One of pixieweb’s strengths is its ability to connect to any PX-Web instance with the same interface. This vignette shows how to compare data across national statistics agencies.
The honest truth about cross-country comparison: The pixieweb functions work identically across APIs, but the data is not harmonised. Table IDs, variable names, and code systems differ between countries. The workflow is: find a comparable table in each country (the hard part), then use identical pixieweb code to fetch and combine the results.
Prerequisite: This vignette assumes you are comfortable with the basics from
vignette("a-quickstart").
Available APIs
pixieweb ships with a catalogue of known PX-Web instances. You can also connect to any PX-Web API by providing a full URL.
Connecting to multiple agencies
scb <- px_api("scb", lang = "en") # Sweden (v2)
ssb <- px_api("ssb", lang = "en") # Norway (v2)
statfi <- px_api("statfi", lang = "en") # Finland (v1)Each API object stores the base URL, language, API version, and configuration (cell limits, rate limits):
scb
ssbAPI version differences
PX-Web has two API versions: - v1: Legacy, POST-only data queries, no search endpoint. Table discovery requires walking a folder hierarchy. - v2: Modern, GET+POST data queries, full-text search, codelists endpoint, saved queries.
pixieweb handles both versions transparently. The user-facing functions have the same signatures — only the internal request building differs.

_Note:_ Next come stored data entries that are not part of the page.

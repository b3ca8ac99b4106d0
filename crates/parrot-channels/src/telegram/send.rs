//! Message sending: text, photos, and command registration.

use super::{request_err, TelegramChannel};
use crate::utils::split_message;
use parrot_core::error::ParrotError;
use tracing::{info, warn};

impl TelegramChannel {
    /// Send a plain text message to a specific chat.
    ///
    /// Replies are replayed verbatim, so no parse mode is set.
    pub(crate) async fn send_text(&self, chat_id: i64, text: &str) -> Result<(), ParrotError> {
        for chunk in split_message(text, 4096) {
            let url = format!("{}/sendMessage", self.base_url);
            let body = serde_json::json!({
                "chat_id": chat_id,
                "text": chunk,
            });

            let resp = self
                .client
                .post(&url)
                .json(&body)
                .send()
                .await
                .map_err(|e| request_err("telegram send failed", e))?;

            let status = resp.status();
            if !status.is_success() {
                let error_text = resp.text().await.unwrap_or_default();
                return Err(ParrotError::Channel(format!(
                    "telegram send failed ({status}): {error_text}"
                )));
            }
        }

        Ok(())
    }

    /// Send a photo (JPEG bytes) with a caption to a chat.
    pub(crate) async fn send_photo_bytes(
        &self,
        chat_id: i64,
        image: &[u8],
        caption: &str,
    ) -> Result<(), ParrotError> {
        let url = format!("{}/sendPhoto", self.base_url);

        let part = reqwest::multipart::Part::bytes(image.to_vec())
            .file_name("photo.jpg")
            .mime_str("image/jpeg")
            .map_err(|e| ParrotError::Channel(format!("mime error: {e}")))?;

        let mut form = reqwest::multipart::Form::new()
            .text("chat_id", chat_id.to_string())
            .part("photo", part);
        if !caption.is_empty() {
            form = form.text("caption", caption.to_string());
        }

        let resp = self
            .client
            .post(&url)
            .multipart(form)
            .send()
            .await
            .map_err(|e| request_err("telegram sendPhoto failed", e))?;

        if !resp.status().is_success() {
            let status = resp.status();
            let error_text = resp.text().await.unwrap_or_default();
            return Err(ParrotError::Channel(format!(
                "telegram sendPhoto failed ({status}): {error_text}"
            )));
        }

        Ok(())
    }

    /// Register bot commands with Telegram so users see an autocomplete menu.
    /// Best-effort: logs failures but does not propagate errors.
    pub(crate) async fn register_commands(&self) {
        let commands = serde_json::json!({
            "commands": [
                { "command": "addkw", "description": "Add a keyword reply (admins)" },
                { "command": "delkw", "description": "Delete a keyword (admins)" },
                { "command": "querykw", "description": "Show the replies of a keyword" },
                { "command": "setinvite", "description": "Set the invitation code URL (admins)" },
                { "command": "kwstatus", "description": "Keyword count and bot status" },
                { "command": "help", "description": "Show available commands" },
            ],
            "scope": { "type": "all_group_chats" },
        });

        let url = format!("{}/setMyCommands", self.base_url);
        match self.client.post(&url).json(&commands).send().await {
            Ok(resp) if resp.status().is_success() => {
                info!("registered Telegram bot commands");
            }
            Ok(resp) => {
                let body = resp.text().await.unwrap_or_default();
                warn!("failed to register Telegram bot commands: {body}");
            }
            Err(e) => {
                warn!(
                    "failed to register Telegram bot commands: {}",
                    e.without_url()
                );
            }
        }
    }
}
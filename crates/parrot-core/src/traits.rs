use crate::{
    error::ParrotError,
    message::{Attachment, IncomingMessage, OutgoingMessage},
};
use async_trait::async_trait;

/// A member's standing in a group, as reported by the platform.
#[derive(Debug, Clone, Copy, PartialEq, Eq)]
pub enum MemberRole {
    Owner,
    Admin,
    Member,
    Other,
}

impl MemberRole {
    /// Owners and admins may manage a group's keywords.
    pub fn is_privileged(&self) -> bool {
        matches!(self, Self::Owner | Self::Admin)
    }
}

/// Messaging Channel trait.
///
/// Every messaging platform implements this trait to receive group
/// messages and send replies.
#[async_trait]
pub trait Channel: Send + Sync {
    /// Human-readable channel name.
    fn name(&self) -> &str;

    /// Start listening for incoming messages.
    /// Returns a receiver that yields incoming messages.
    async fn start(&self) -> Result<tokio::sync::mpsc::Receiver<IncomingMessage>, ParrotError>;

    /// Send a text message back through this channel.
    async fn send(&self, message: OutgoingMessage) -> Result<(), ParrotError>;

    /// Send a photo with an optional caption.
    async fn send_photo(
        &self,
        _target: &str,
        _image: &[u8],
        _caption: &str,
    ) -> Result<(), ParrotError> {
        Ok(())
    }

    /// Fetch the bytes of an attachment received on this channel.
    async fn download(&self, attachment: &Attachment) -> Result<Vec<u8>, ParrotError> {
        attachment
            .data
            .clone()
            .ok_or_else(|| ParrotError::Channel("attachment has no inline data".into()))
    }

    /// Look up a user's role in a group.
    async fn member_role(&self, _group_id: &str, _user_id: &str) -> Result<MemberRole, ParrotError> {
        Ok(MemberRole::Other)
    }

    /// Graceful shutdown.
    async fn stop(&self) -> Result<(), ParrotError>;
}
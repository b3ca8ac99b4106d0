use chrono::{DateTime, Utc};
use serde::{Deserialize, Serialize};
use uuid::Uuid;

/// An incoming message from a channel.
#[derive(Debug, Clone, Serialize, Deserialize)]
pub struct IncomingMessage {
    pub id: Uuid,
    /// Channel name (e.g. "telegram").
    pub channel: String,
    /// Platform-specific user ID.
    pub sender_id: String,
    /// Human-readable sender name.
    pub sender_name: Option<String>,
    /// Message text content (caption for photos, empty if none).
    pub text: String,
    pub timestamp: DateTime<Utc>,
    pub attachments: Vec<Attachment>,
    /// Platform-specific target for routing the response (e.g. Telegram chat_id).
    #[serde(default)]
    pub reply_target: Option<String>,
    /// Group the message was posted in. `None` for private chats.
    #[serde(default)]
    pub group_id: Option<String>,
}

impl IncomingMessage {
    /// Whether this message comes from a group chat.
    pub fn is_group(&self) -> bool {
        self.group_id.is_some()
    }

    /// First image attachment, if any.
    pub fn image(&self) -> Option<&Attachment> {
        self.attachments
            .iter()
            .find(|a| matches!(a.file_type, AttachmentType::Image))
    }
}

/// An outgoing text message to send back through a channel.
#[derive(Debug, Clone, Default, Serialize, Deserialize)]
pub struct OutgoingMessage {
    pub text: String,
    /// Platform-specific target for routing (e.g. Telegram chat_id).
    #[serde(default)]
    pub reply_target: Option<String>,
}

impl OutgoingMessage {
    pub fn new(text: impl Into<String>, reply_target: Option<String>) -> Self {
        Self {
            text: text.into(),
            reply_target,
        }
    }
}

/// A file attachment on a message.
#[derive(Debug, Clone, Serialize, Deserialize)]
pub struct Attachment {
    pub file_type: AttachmentType,
    /// Platform file handle, resolved through [`Channel::download`](crate::traits::Channel::download).
    #[serde(default)]
    pub file_id: Option<String>,
    /// Inline bytes, when the channel already fetched them.
    pub data: Option<Vec<u8>>,
    pub filename: Option<String>,
}

/// Supported attachment types.
#[derive(Debug, Clone, Serialize, Deserialize)]
pub enum AttachmentType {
    Image,
    Other,
}
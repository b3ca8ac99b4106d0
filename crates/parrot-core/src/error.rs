use thiserror::Error;

/// Top-level error type for Parrot.
#[derive(Debug, Error)]
pub enum ParrotError {
    /// A write was rejected before touching storage (empty group, keyword, ...).
    #[error("invalid argument: {0}")]
    InvalidArgument(String),

    /// The durability layer failed.
    #[error("storage error: {0}")]
    Storage(String),

    /// The store was used after `close()`.
    #[error("store is closed")]
    Closed,

    /// Error from a messaging channel.
    #[error("channel error: {0}")]
    Channel(String),

    /// Configuration error.
    #[error("config error: {0}")]
    Config(String),

    /// Outbound HTTP fetch failed (images, invitation codes).
    #[error("fetch error: {0}")]
    Fetch(String),

    /// I/O error.
    #[error("io error: {0}")]
    Io(#[from] std::io::Error),

    /// Serialization error.
    #[error("serialization error: {0}")]
    Serialization(#[from] serde_json::Error),
}

impl ParrotError {
    /// Whether this error came from the caller rather than from storage.
    pub fn is_invalid_argument(&self) -> bool {
        matches!(self, Self::InvalidArgument(_))
    }
}
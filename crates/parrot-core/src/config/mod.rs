mod channels;
mod defaults;


pub use channels::*;

use serde::{Deserialize, Serialize};
use std::collections::BTreeMap;
use std::path::Path;

use crate::error::ParrotError;
use defaults::*;

/// Top-level Parrot configuration.
#[derive(Debug, Clone, Default, Serialize, Deserialize)]
pub struct Config {
    #[serde(default)]
    pub parrot: ParrotConfig,
    #[serde(default)]
    pub auth: AuthConfig,
    #[serde(default)]
    pub channel: ChannelConfig,
    #[serde(default)]
    pub store: StoreConfig,
    #[serde(default)]
    pub matcher: MatcherConfig,
    #[serde(default)]
    pub invite: InviteConfig,
    #[serde(default)]
    pub registration: RegistrationConfig,
}

/// General bot settings.
#[derive(Debug, Clone, Serialize, Deserialize)]
pub struct ParrotConfig {
    #[serde(default = "default_name")]
    pub name: String,
    #[serde(default = "default_data_dir")]
    pub data_dir: String,
    #[serde(default = "default_log_level")]
    pub log_level: String,
}

impl Default for ParrotConfig {
    fn default() -> Self {
        Self {
            name: default_name(),
            data_dir: default_data_dir(),
            log_level: default_log_level(),
        }
    }
}

/// Who may administer keywords.
///
/// A sender must be listed in `admins` and, when `require_group_role` is set,
/// also hold the owner or admin role in the group.
#[derive(Debug, Clone, Serialize, Deserialize)]
pub struct AuthConfig {
    /// Platform user IDs allowed to manage keywords.
    #[serde(default)]
    pub admins: Vec<String>,
    #[serde(default = "default_true")]
    pub require_group_role: bool,
}

impl Default for AuthConfig {
    fn default() -> Self {
        Self {
            admins: Vec::new(),
            require_group_role: true,
        }
    }
}

/// QA store config.
#[derive(Debug, Clone, Serialize, Deserialize)]
pub struct StoreConfig {
    #[serde(default = "default_db_path")]
    pub db_path: String,
    #[serde(default = "default_max_connections")]
    pub max_connections: u32,
}

impl Default for StoreConfig {
    fn default() -> Self {
        Self {
            db_path: default_db_path(),
            max_connections: default_max_connections(),
        }
    }
}

/// Fuzzy matcher config.
#[derive(Debug, Clone, Serialize, Deserialize)]
pub struct MatcherConfig {
    /// Head nouns per locale used by the core-word heuristic.
    #[serde(default = "default_core_words")]
    pub core_words: BTreeMap<String, Vec<String>>,
}

impl Default for MatcherConfig {
    fn default() -> Self {
        Self {
            core_words: default_core_words(),
        }
    }
}

/// Invitation code lookup config.
#[derive(Debug, Clone, Serialize, Deserialize)]
pub struct InviteConfig {
    /// Phrases that trigger the invitation code lookup (fuzzy matched).
    #[serde(default = "default_invite_triggers")]
    pub triggers: Vec<String>,
    #[serde(default = "default_invite_timeout")]
    pub timeout_secs: u64,
}

impl Default for InviteConfig {
    fn default() -> Self {
        Self {
            triggers: default_invite_triggers(),
            timeout_secs: default_invite_timeout(),
        }
    }
}

/// Interactive keyword registration config.
#[derive(Debug, Clone, Serialize, Deserialize)]
pub struct RegistrationConfig {
    /// How long to wait for the reply after `/addkw`.
    #[serde(default = "default_registration_timeout")]
    pub timeout_secs: u64,
}

impl Default for RegistrationConfig {
    fn default() -> Self {
        Self {
            timeout_secs: default_registration_timeout(),
        }
    }
}

/// Expand `~` to home directory.
pub fn shellexpand(path: &str) -> String {
    if let Some(rest) = path.strip_prefix("~/") {
        if let Some(home) = std::env::var_os("HOME") {
            return format!("{}/{rest}", home.to_string_lossy());
        }
    }
    path.to_string()
}

/// Load configuration from a TOML file.
///
/// Falls back to defaults if the file does not exist. An empty Telegram
/// token is filled from `TELEGRAM_BOT_TOKEN` when that variable is set.
pub fn load(path: &str) -> Result<Config, ParrotError> {
    let path = Path::new(path);
    let mut config = if !path.exists() {
        tracing::info!(
            "Config file not found at {}, using defaults",
            path.display()
        );
        Config::default()
    } else {
        let content = std::fs::read_to_string(path).map_err(|e| {
            ParrotError::Config(format!("failed to read {}: {}", path.display(), e))
        })?;
        parse(&content)?
    };

    if let Ok(token) = std::env::var("TELEGRAM_BOT_TOKEN") {
        let tg = config.channel.telegram.get_or_insert_with(TelegramConfig::default);
        if tg.bot_token.is_empty() && !token.is_empty() {
            tg.bot_token = token;
        }
    }

    Ok(config)
}

/// Parse configuration from TOML text.
pub fn parse(content: &str) -> Result<Config, ParrotError> {
    toml::from_str(content).map_err(|e| ParrotError::Config(format!("failed to parse config: {e}")))
}
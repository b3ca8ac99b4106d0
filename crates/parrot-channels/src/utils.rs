//! Helpers shared by channel implementations.

/// Split a long message into chunks no longer than `max_len` bytes,
/// preferring newline boundaries and never cutting a UTF-8 character.
pub(crate) fn split_message(text: &str, max_len: usize) -> Vec<&str> {
    if text.len() <= max_len {
        return vec![text];
    }

    let mut chunks = Vec::new();
    let mut start = 0;

    while start < text.len() {
        let mut end = (start + max_len).min(text.len());
        while !text.is_char_boundary(end) {
            end -= 1;
        }
        let break_at = if end < text.len() {
            text[start..end]
                .rfind('\n')
                .map(|i| start + i + 1)
                .unwrap_or(end)
        } else {
            end
        };
        chunks.push(&text[start..break_at]);
        start = break_at;
    }

    chunks
}

#[cfg(test)]
mod tests {
    use super::*;

    #[test]
    fn test_split_short_message() {
        assert_eq!(split_message("hello", 4096), vec!["hello"]);
    }

    #[test]
    fn test_split_long_message() {
        let text = "a\n".repeat(3000);
        let chunks = split_message(&text, 4096);
        assert!(chunks.len() >= 2);
        for chunk in &chunks {
            assert!(chunk.len() <= 4096);
        }
        assert_eq!(chunks.concat(), text);
    }

    #[test]
    fn test_split_respects_char_boundaries() {
        let text = "攻略".repeat(1000);
        let chunks = split_message(&text, 4096);
        assert!(chunks.len() >= 2);
        assert_eq!(chunks.concat(), text);
    }
}
//! Reply image persistence.
//!
//! Images sent while registering a keyword are downloaded once and kept under
//! `{data_dir}/images`; the stored path becomes the reply's content.

use chrono::{DateTime, Local};
use parrot_core::{error::ParrotError, message::Attachment, shellexpand, traits::Channel};
use std::path::{Path, PathBuf};
use tracing::{error, info, warn};

/// Fetch the attachment bytes through its channel and save them to disk.
///
/// Returns the saved path, or `None` when the image could not be stored.
pub async fn save_reply_image(
    channel: &dyn Channel,
    attachment: &Attachment,
    data_dir: &str,
    group_id: &str,
    keyword: &str,
) -> Option<String> {
    let bytes = match channel.download(attachment).await {
        Ok(b) => b,
        Err(e) => {
            error!("failed to download reply image: {e}");
            return None;
        }
    };

    let images_dir = PathBuf::from(shellexpand(data_dir)).join("images");
    let path = reply_image_path(&images_dir, group_id, keyword, Local::now());

    match write_image(&path, &bytes).await {
        Ok(()) => {
            info!("saved reply image to {}", path.display());
            Some(path.to_string_lossy().to_string())
        }
        Err(e) => {
            error!("failed to save reply image to {}: {e}", path.display());
            None
        }
    }
}

/// Read a stored reply image. Missing or unreadable files yield `None`.
pub async fn load_image(path: &str) -> Option<Vec<u8>> {
    match tokio::fs::read(path).await {
        Ok(bytes) => Some(bytes),
        Err(e) => {
            warn!("reply image {path} unavailable, skipping: {e}");
            None
        }
    }
}

async fn write_image(path: &Path, bytes: &[u8]) -> Result<(), ParrotError> {
    if let Some(parent) = path.parent() {
        tokio::fs::create_dir_all(parent).await?;
    }
    tokio::fs::write(path, bytes).await?;
    Ok(())
}

/// `reply_image_{group}_{keyword}_{YYYYmmdd_HHMMSS}.jpg` inside `dir`.
fn reply_image_path(dir: &Path, group_id: &str, keyword: &str, now: DateTime<Local>) -> PathBuf {
    dir.join(format!(
        "reply_image_{}_{}_{}.jpg",
        sanitize(group_id),
        sanitize(keyword),
        now.format("%Y%m%d_%H%M%S")
    ))
}

/// Keep letters, digits, `-` and `_`; anything else becomes `_`.
fn sanitize(part: &str) -> String {
    part.chars()
        .map(|c| {
            if c.is_alphanumeric() || c == '-' || c == '_' {
                c
            } else {
                '_'
            }
        })
        .collect()
}

#[cfg(test)]
mod tests {
    use super::*;
    use crate::testing::{inline_image, RecordingChannel};
    use chrono::TimeZone;
    use parrot_core::{message::AttachmentType, traits::MemberRole};

    #[test]
    fn test_sanitize_replaces_path_characters() {
        assert_eq!(sanitize("map"), "map");
        assert_eq!(sanitize("新手攻略"), "新手攻略");
        assert_eq!(sanitize("../etc/passwd"), "___etc_passwd");
        assert_eq!(sanitize("re:\\d{3}"), "re__d_3_");
        assert_eq!(sanitize("-100123"), "-100123");
    }

    #[test]
    fn test_reply_image_path_format() {
        let now = Local.with_ymd_and_hms(2024, 3, 9, 7, 5, 1).unwrap();
        let path = reply_image_path(Path::new("/data/images"), "-100", "the map", now);
        assert_eq!(
            path,
            PathBuf::from("/data/images/reply_image_-100_the_map_20240309_070501.jpg")
        );
    }

    #[tokio::test]
    async fn test_save_inline_image_creates_dirs() {
        let dir = tempfile::tempdir().unwrap();
        let data_dir = dir.path().join("nested").to_string_lossy().to_string();
        let channel = RecordingChannel::with_role(MemberRole::Member);

        let saved = save_reply_image(
            &channel,
            &inline_image(b"\xff\xd8jpeg"),
            &data_dir,
            "-1",
            "map",
        )
        .await
        .unwrap();

        assert!(saved.contains("/images/reply_image_-1_map_"));
        assert!(saved.ends_with(".jpg"));
        assert_eq!(load_image(&saved).await.unwrap(), b"\xff\xd8jpeg");
    }

    #[tokio::test]
    async fn test_attachment_without_source_is_skipped() {
        let dir = tempfile::tempdir().unwrap();
        let attachment = Attachment {
            file_type: AttachmentType::Image,
            file_id: Some("remote".to_string()),
            data: None,
            filename: None,
        };
        let saved = save_reply_image(
            &RecordingChannel::with_role(MemberRole::Member),
            &attachment,
            &dir.path().to_string_lossy(),
            "-1",
            "map",
        )
        .await;
        assert!(saved.is_none());
    }

    #[tokio::test]
    async fn test_load_missing_image_is_none() {
        let dir = tempfile::tempdir().unwrap();
        let missing = dir.path().join("gone.jpg");
        assert!(load_image(&missing.to_string_lossy()).await.is_none());
    }
}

Some selection helpers are v2-only: px_bottom(),
px_from(), px_to(), and
px_range() will raise an informative error if used against
a v1 API.
Cross-country comparison example
Suppose you want to compare population data across Sweden and Norway. The table IDs and variable codes will differ, but the workflow is identical:
library(dplyr)
library(purrr)
# Find population tables in each country
scb_tables <- get_tables(scb, query = "population")
ssb_tables <- get_tables(ssb, query = "population")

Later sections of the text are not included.